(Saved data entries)
◇ ◇ ◇
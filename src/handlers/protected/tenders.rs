// POST /api/tenders, PUT /api/tenders/:id, DELETE /api/tenders/:id

use axum::{extract::State, http::StatusCode, Extension, Json};

use crate::api::{format, ApiJson, ApiPath, AppState};
use crate::auth::ensure_self_or_admin;
use crate::database::TenderRepository;
use crate::error::ApiResult;
use crate::middleware::AuthUser;
use crate::models::{Tender, TenderInput};
use crate::types::SuccessResponse;

/// The acting user becomes the tender's owner
pub async fn create_tender(
    State(state): State<AppState>,
    Extension(auth): Extension<AuthUser>,
    ApiJson(body): ApiJson<TenderInput>,
) -> ApiResult<(StatusCode, Json<Tender>)> {
    let draft = body.into_draft()?;
    let tender = TenderRepository::new(state.pool.clone()).create(&draft, auth.id).await?;
    tracing::info!("user {} created tender {}", auth.id, tender.id);
    Ok(format::created(tender))
}

/// Partial update; the merged tender must still validate
pub async fn update_tender(
    State(state): State<AppState>,
    Extension(auth): Extension<AuthUser>,
    ApiPath(id): ApiPath<i32>,
    ApiJson(body): ApiJson<TenderInput>,
) -> ApiResult<Json<Tender>> {
    let tenders = TenderRepository::new(state.pool.clone());
    let existing = tenders.select_404(id).await?;
    ensure_self_or_admin(&auth.actor(), existing.created_by, "update this tender")?;

    let draft = TenderInput::from(&existing).overlay(&body).into_draft()?;
    let updated = tenders.update(id, &draft).await?;
    Ok(Json(updated))
}

/// Removes the tender together with all of its subscriptions
pub async fn delete_tender(
    State(state): State<AppState>,
    Extension(auth): Extension<AuthUser>,
    ApiPath(id): ApiPath<i32>,
) -> ApiResult<Json<SuccessResponse>> {
    let tenders = TenderRepository::new(state.pool.clone());
    let existing = tenders.select_404(id).await?;
    ensure_self_or_admin(&auth.actor(), existing.created_by, "delete this tender")?;

    let removed = tenders.delete_with_subscriptions(id).await?;
    tracing::info!("user {} deleted tender {} ({} subscriptions removed)", auth.id, id, removed);
    Ok(format::success())
}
◇ ◇ ◇
▶ TASK INSTRUCTIONS: Go through the records above and copy each line exactly.

▶ ANSWER TO THIS PROBLEM:
filename src/handlers/protected/tenders.rs
// POST /api/tenders, PUT /api/tenders/:id, DELETE /api/tenders/:id

use axum::{extract::State, http::StatusCode, Extension, Json};

use crate::api::{format, ApiJson, ApiPath, AppState};
use crate::auth::ensure_self_or_admin;
use crate::database::TenderRepository;
use crate::error::ApiResult;
use crate::middleware::AuthUser;
use crate::models::{Tender, TenderInput};
use crate::types::SuccessResponse;

/// The acting user becomes the tender's owner
pub async fn create_tender(
    State(state): State<AppState>,
    Extension(auth): Extension<AuthUser>,
    ApiJson(body): ApiJson<TenderInput>,
) -> ApiResult<(StatusCode, Json<Tender>)> {
    let draft = body.into_draft()?;
    let tender = TenderRepository::new(state.pool.clone()).create(&draft, auth.id).await?;
    tracing::info!("user {} created tender {}", auth.id, tender.id);
    Ok(format::created(tender))
}

/// Partial update; the merged tender must still validate
pub async fn update_tender(
    State(state): State<AppState>,
    Extension(auth): Extension<AuthUser>,
    ApiPath(id): ApiPath<i32>,
    ApiJson(body): ApiJson<TenderInput>,
) -> ApiResult<Json<Tender>> {
    let tenders = TenderRepository::new(state.pool.clone());
    let existing = tenders.select_404(id).await?;
    ensure_self_or_admin(&auth.actor(), existing.created_by, "update this tender")?;

    let draft = TenderInput::from(&existing).overlay(&body).into_draft()?;
    let updated = tenders.update(id, &draft).await?;
    Ok(Json(updated))
}

/// Removes the tender together with all of its subscriptions
pub async fn delete_tender(
    State(state): State<AppState>,
    Extension(auth): Extension<AuthUser>,
    ApiPath(id): ApiPath<i32>,
) -> ApiResult<Json<SuccessResponse>> {
    let tenders = TenderRepository::new(state.pool.clone());
    let existing = tenders.select_404(id).await?;
    ensure_self_or_admin(&auth.actor(), existing.created_by, "delete this tender")?;

    let removed = tenders.delete_with_subscriptions(id).await?;
    tracing::info!("user {} deleted tender {} ({} subscriptions removed)", auth.id, id, removed);
    Ok(format::success())
}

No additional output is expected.